→ **What to produce**
Set down the entries below once more, precisely as they stand.
::::::
//! File producer pipeline: resolves a URL path to a cached byte blob.
//!
//! A request path is first rewritten through the alias map, then offered to
//! each producer in registration order; the first producer to return bytes
//! wins. Results are cached per resolved path with a configurable max age,
//! and production is single-flight per path.

pub mod alias;
pub mod cache;
pub mod content_type;
pub mod filesystem;
pub mod resource;
pub mod synthetic;

use std::sync::Arc;
use std::time::Duration;

use async_trait::async_trait;
use bytes::Bytes;
use thiserror::Error;
use tracing::debug;

use crate::common::time::now_millis;

pub use alias::AliasMap;
pub use cache::{Blob, BlobCache, CachedBlob};
pub use content_type::ContentTypeMap;
pub use filesystem::FileSystemProducer;
pub use resource::ResourceProducer;
pub use synthetic::SyntheticProducer;

/// Content type used when no mapping rule matches.
pub const DEFAULT_CONTENT_TYPE: &str = "application/octet-stream";

/// Errors surfaced by the producer pipeline. The request pipeline converts
/// them to a 500 for the affected request only.
#[derive(Debug, Error)]
pub enum ProduceError {
    #[error("alias expansion did not reach a fixed point for {0:?}")]
    AliasCycle(String),

    #[error("i/o error reading {path:?}: {source}")]
    Io {
        path: String,
        source: std::io::Error,
    },
}

/// A source of bytes for a URL path.
#[async_trait]
pub trait Producer: Send + Sync {
    /// Short name used in logs.
    fn name(&self) -> &'static str;

    /// `Ok(None)` declines the path; the next producer is asked.
    async fn produce(&self, path: &str) -> Result<Option<Bytes>, ProduceError>;
}

/// The ordered producer chain with its alias map, content-type map and cache.
/// Assembled at startup and immutable afterwards.
pub struct ProducerChain {
    aliases: AliasMap,
    content_types: ContentTypeMap,
    producers: Vec<Arc<dyn Producer>>,
    cache: BlobCache,
}

impl ProducerChain {
    pub fn new(max_age: Duration) -> Self {
        Self {
            aliases: AliasMap::new(),
            content_types: ContentTypeMap::new(),
            producers: Vec::new(),
            cache: BlobCache::new(max_age),
        }
    }

    pub fn aliases_mut(&mut self) -> &mut AliasMap {
        &mut self.aliases
    }

    pub fn content_types_mut(&mut self) -> &mut ContentTypeMap {
        &mut self.content_types
    }

    pub fn push_producer(&mut self, producer: Arc<dyn Producer>) {
        self.producers.push(producer);
    }

    /// Expand the alias map without producing.
    pub fn resolve_alias(&self, path: &str) -> Result<String, ProduceError> {
        self.aliases.resolve(path)
    }

    /// Resolve a path to a blob, or `None` when every producer declines.
    pub async fn get(&self, path: &str) -> Result<Option<Blob>, ProduceError> {
        let resolved = self.aliases.resolve(path)?;
        let slot = self.cache.slot(&resolved).await;
        let mut guard = slot.lock().await;

        let now = now_millis();
        if let Some(blob) = &guard.blob
            && self.cache.is_fresh(blob, now)
        {
            return Ok(Some(blob.clone()));
        }

        for producer in &self.producers {
            if let Some(bytes) = producer.produce(&resolved).await? {
                let content_type = self
                    .content_types
                    .lookup(&resolved)
                    .unwrap_or(DEFAULT_CONTENT_TYPE)
                    .to_string();
                let blob = Arc::new(CachedBlob {
                    bytes,
                    content_type,
                    generated_at: now,
                });
                guard.blob = Some(blob.clone());
                debug!(path, resolved, producer = producer.name(), "produced blob");
                return Ok(Some(blob));
            }
        }
        Ok(None)
    }
}

#[cfg(test)]
mod tests {
    use std::sync::atomic::{AtomicUsize, Ordering};

    use super::*;

    struct CountingProducer {
        calls: AtomicUsize,
        delay: Duration,
    }

    impl CountingProducer {
        fn new(delay: Duration) -> Self {
            Self {
                calls: AtomicUsize::new(0),
                delay,
            }
        }
    }

    #[async_trait]
    impl Producer for CountingProducer {
        fn name(&self) -> &'static str {
            "counting"
        }

        async fn produce(&self, path: &str) -> Result<Option<Bytes>, ProduceError> {
            self.calls.fetch_add(1, Ordering::SeqCst);
            tokio::time::sleep(self.delay).await;
            if path == "/hit" {
                Ok(Some(Bytes::from_static(b"payload")))
            } else {
                Ok(None)
            }
        }
    }

    fn chain_with(producer: Arc<dyn Producer>) -> ProducerChain {
        let mut chain = ProducerChain::new(Duration::from_secs(60));
        chain.push_producer(producer);
        chain
    }

    #[tokio::test]
    async fn test_first_producer_wins() {
        // given: two producers that both know the path
        let mut chain = ProducerChain::new(Duration::from_secs(60));
        let mut first = SyntheticProducer::new();
        first.register("/x", "first".to_string());
        let mut second = SyntheticProducer::new();
        second.register("/x", "second".to_string());
        chain.push_producer(Arc::new(first));
        chain.push_producer(Arc::new(second));

        // when:
        let blob = chain.get("/x").await.unwrap().unwrap();

        // then:
        assert_eq!(blob.bytes, Bytes::from_static(b"first"));
    }

    #[tokio::test]
    async fn test_cache_hit_skips_producers() {
        // given:
        let producer = Arc::new(CountingProducer::new(Duration::ZERO));
        let chain = chain_with(producer.clone());

        // when: the same path is fetched twice
        chain.get("/hit").await.unwrap().unwrap();
        chain.get("/hit").await.unwrap().unwrap();

        // then: only one production ran
        assert_eq!(producer.calls.load(Ordering::SeqCst), 1);
    }

    #[tokio::test]
    async fn test_concurrent_waiters_share_one_production() {
        // given: a slow producer
        let producer = Arc::new(CountingProducer::new(Duration::from_millis(50)));
        let chain = Arc::new(chain_with(producer.clone()));

        // when: four tasks race on the same path
        let mut tasks = Vec::new();
        for _ in 0..4 {
            let chain = chain.clone();
            tasks.push(tokio::spawn(async move { chain.get("/hit").await }));
        }
        for task in tasks {
            let blob = task.await.unwrap().unwrap().unwrap();
            assert_eq!(blob.bytes, Bytes::from_static(b"payload"));
        }

        // then:
        assert_eq!(producer.calls.load(Ordering::SeqCst), 1);
    }

    #[tokio::test]
    async fn test_miss_is_none() {
        // given:
        let chain = chain_with(Arc::new(CountingProducer::new(Duration::ZERO)));

        // then:
        assert!(chain.get("/miss").await.unwrap().is_none());
    }

    #[tokio::test]
    async fn test_content_type_applied_to_resolved_path() {
        // given: an alias into a synthetic file plus a content-type rule
        let mut chain = ProducerChain::new(Duration::from_secs(60));
        chain.aliases_mut().add_literal("/", "/pages/main.html");
        chain
            .content_types_mut()
            .add(r".*\.html", "text/html; charset=utf-8")
            .unwrap();
        let mut synthetic = SyntheticProducer::new();
        synthetic.register("/pages/main.html", "<html/>".to_string());
        chain.push_producer(Arc::new(synthetic));

        // when:
        let blob = chain.get("/").await.unwrap().unwrap();

        // then:
        assert_eq!(blob.content_type, "text/html; charset=utf-8");
        assert_eq!(blob.bytes, Bytes::from_static(b"<html/>"));
    }

    #[tokio::test]
    async fn test_alias_cycle_is_an_error() {
        // given:
        let mut chain = ProducerChain::new(Duration::from_secs(60));
        chain.aliases_mut().add_literal("/a", "/b");
        chain.aliases_mut().add_literal("/b", "/a");

        // then:
        assert!(matches!(
            chain.get("/a").await,
            Err(ProduceError::AliasCycle(_))
        ));
    }
}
::::::
→ **Expected output**
//! File producer pipeline: resolves a URL path to a cached byte blob.
//!
//! A request path is first rewritten through the alias map, then offered to
//! each producer in registration order; the first producer to return bytes
//! wins. Results are cached per resolved path with a configurable max age,
//! and production is single-flight per path.

pub mod alias;
pub mod cache;
pub mod content_type;
pub mod filesystem;
pub mod resource;
pub mod synthetic;

use std::sync::Arc;
use std::time::Duration;

use async_trait::async_trait;
use bytes::Bytes;
use thiserror::Error;
use tracing::debug;

use crate::common::time::now_millis;

pub use alias::AliasMap;
pub use cache::{Blob, BlobCache, CachedBlob};
pub use content_type::ContentTypeMap;
pub use filesystem::FileSystemProducer;
pub use resource::ResourceProducer;
pub use synthetic::SyntheticProducer;

/// Content type used when no mapping rule matches.
pub const DEFAULT_CONTENT_TYPE: &str = "application/octet-stream";

/// Errors surfaced by the producer pipeline. The request pipeline converts
/// them to a 500 for the affected request only.
#[derive(Debug, Error)]
pub enum ProduceError {
    #[error("alias expansion did not reach a fixed point for {0:?}")]
    AliasCycle(String),

    #[error("i/o error reading {path:?}: {source}")]
    Io {
        path: String,
        source: std::io::Error,
    },
}

/// A source of bytes for a URL path.
#[async_trait]
pub trait Producer: Send + Sync {
    /// Short name used in logs.
    fn name(&self) -> &'static str;

    /// `Ok(None)` declines the path; the next producer is asked.
    async fn produce(&self, path: &str) -> Result<Option<Bytes>, ProduceError>;
}

/// The ordered producer chain with its alias map, content-type map and cache.
/// Assembled at startup and immutable afterwards.
pub struct ProducerChain {
    aliases: AliasMap,
    content_types: ContentTypeMap,
    producers: Vec<Arc<dyn Producer>>,
    cache: BlobCache,
}

impl ProducerChain {
    pub fn new(max_age: Duration) -> Self {
        Self {
            aliases: AliasMap::new(),
            content_types: ContentTypeMap::new(),
            producers: Vec::new(),
            cache: BlobCache::new(max_age),
        }
    }

    pub fn aliases_mut(&mut self) -> &mut AliasMap {
        &mut self.aliases
    }

    pub fn content_types_mut(&mut self) -> &mut ContentTypeMap {
        &mut self.content_types
    }

    pub fn push_producer(&mut self, producer: Arc<dyn Producer>) {
        self.producers.push(producer);
    }

    /// Expand the alias map without producing.
    pub fn resolve_alias(&self, path: &str) -> Result<String, ProduceError> {
        self.aliases.resolve(path)
    }

    /// Resolve a path to a blob, or `None` when every producer declines.
    pub async fn get(&self, path: &str) -> Result<Option<Blob>, ProduceError> {
        let resolved = self.aliases.resolve(path)?;
        let slot = self.cache.slot(&resolved).await;
        let mut guard = slot.lock().await;

        let now = now_millis();
        if let Some(blob) = &guard.blob
            && self.cache.is_fresh(blob, now)
        {
            return Ok(Some(blob.clone()));
        }

        for producer in &self.producers {
            if let Some(bytes) = producer.produce(&resolved).await? {
                let content_type = self
                    .content_types
                    .lookup(&resolved)
                    .unwrap_or(DEFAULT_CONTENT_TYPE)
                    .to_string();
                let blob = Arc::new(CachedBlob {
                    bytes,
                    content_type,
                    generated_at: now,
                });
                guard.blob = Some(blob.clone());
                debug!(path, resolved, producer = producer.name(), "produced blob");
                return Ok(Some(blob));
            }
        }
        Ok(None)
    }
}

#[cfg(test)]
mod tests {
    use std::sync::atomic::{AtomicUsize, Ordering};

    use super::*;

    struct CountingProducer {
        calls: AtomicUsize,
        delay: Duration,
    }

    impl CountingProducer {
        fn new(delay: Duration) -> Self {
            Self {
                calls: AtomicUsize::new(0),
                delay,
            }
        }
    }

    #[async_trait]
    impl Producer for CountingProducer {
        fn name(&self) -> &'static str {
            "counting"
        }

        async fn produce(&self, path: &str) -> Result<Option<Bytes>, ProduceError> {
            self.calls.fetch_add(1, Ordering::SeqCst);
            tokio::time::sleep(self.delay).await;
            if path == "/hit" {
                Ok(Some(Bytes::from_static(b"payload")))
            } else {
                Ok(None)
            }
        }
    }

    fn chain_with(producer: Arc<dyn Producer>) -> ProducerChain {
        let mut chain = ProducerChain::new(Duration::from_secs(60));
        chain.push_producer(producer);
        chain
    }

    #[tokio::test]
    async fn test_first_producer_wins() {
        // given: two producers that both know the path
        let mut chain = ProducerChain::new(Duration::from_secs(60));
        let mut first = SyntheticProducer::new();
        first.register("/x", "first".to_string());
        let mut second = SyntheticProducer::new();
        second.register("/x", "second".to_string());
        chain.push_producer(Arc::new(first));
        chain.push_producer(Arc::new(second));

        // when:
        let blob = chain.get("/x").await.unwrap().unwrap();

        // then:
        assert_eq!(blob.bytes, Bytes::from_static(b"first"));
    }

    #[tokio::test]
    async fn test_cache_hit_skips_producers() {
        // given:
        let producer = Arc::new(CountingProducer::new(Duration::ZERO));
        let chain = chain_with(producer.clone());

        // when: the same path is fetched twice
        chain.get("/hit").await.unwrap().unwrap();
        chain.get("/hit").await.unwrap().unwrap();

        // then: only one production ran
        assert_eq!(producer.calls.load(Ordering::SeqCst), 1);
    }

    #[tokio::test]
    async fn test_concurrent_waiters_share_one_production() {
        // given: a slow producer
        let producer = Arc::new(CountingProducer::new(Duration::from_millis(50)));
        let chain = Arc::new(chain_with(producer.clone()));

        // when: four tasks race on the same path
        let mut tasks = Vec::new();
        for _ in 0..4 {
            let chain = chain.clone();
            tasks.push(tokio::spawn(async move { chain.get("/hit").await }));
        }
        for task in tasks {
            let blob = task.await.unwrap().unwrap().unwrap();
            assert_eq!(blob.bytes, Bytes::from_static(b"payload"));
        }

        // then:
        assert_eq!(producer.calls.load(Ordering::SeqCst), 1);
    }

    #[tokio::test]
    async fn test_miss_is_none() {
        // given:
        let chain = chain_with(Arc::new(CountingProducer::new(Duration::ZERO)));

        // then:
        assert!(chain.get("/miss").await.unwrap().is_none());
    }

    #[tokio::test]
    async fn test_content_type_applied_to_resolved_path() {
        // given: an alias into a synthetic file plus a content-type rule
        let mut chain = ProducerChain::new(Duration::from_secs(60));
        chain.aliases_mut().add_literal("/", "/pages/main.html");
        chain
            .content_types_mut()
            .add(r".*\.html", "text/html; charset=utf-8")
            .unwrap();
        let mut synthetic = SyntheticProducer::new();
        synthetic.register("/pages/main.html", "<html/>".to_string());
        chain.push_producer(Arc::new(synthetic));

        // when:
        let blob = chain.get("/").await.unwrap().unwrap();

        // then:
        assert_eq!(blob.content_type, "text/html; charset=utf-8");
        assert_eq!(blob.bytes, Bytes::from_static(b"<html/>"));
    }

    #[tokio::test]
    async fn test_alias_cycle_is_an_error() {
        // given:
        let mut chain = ProducerChain::new(Duration::from_secs(60));
        chain.aliases_mut().add_literal("/a", "/b");
        chain.aliases_mut().add_literal("/b", "/a");

        // then:
        assert!(matches!(
            chain.get("/a").await,
            Err(ProduceError::AliasCycle(_))
        ));
    }
}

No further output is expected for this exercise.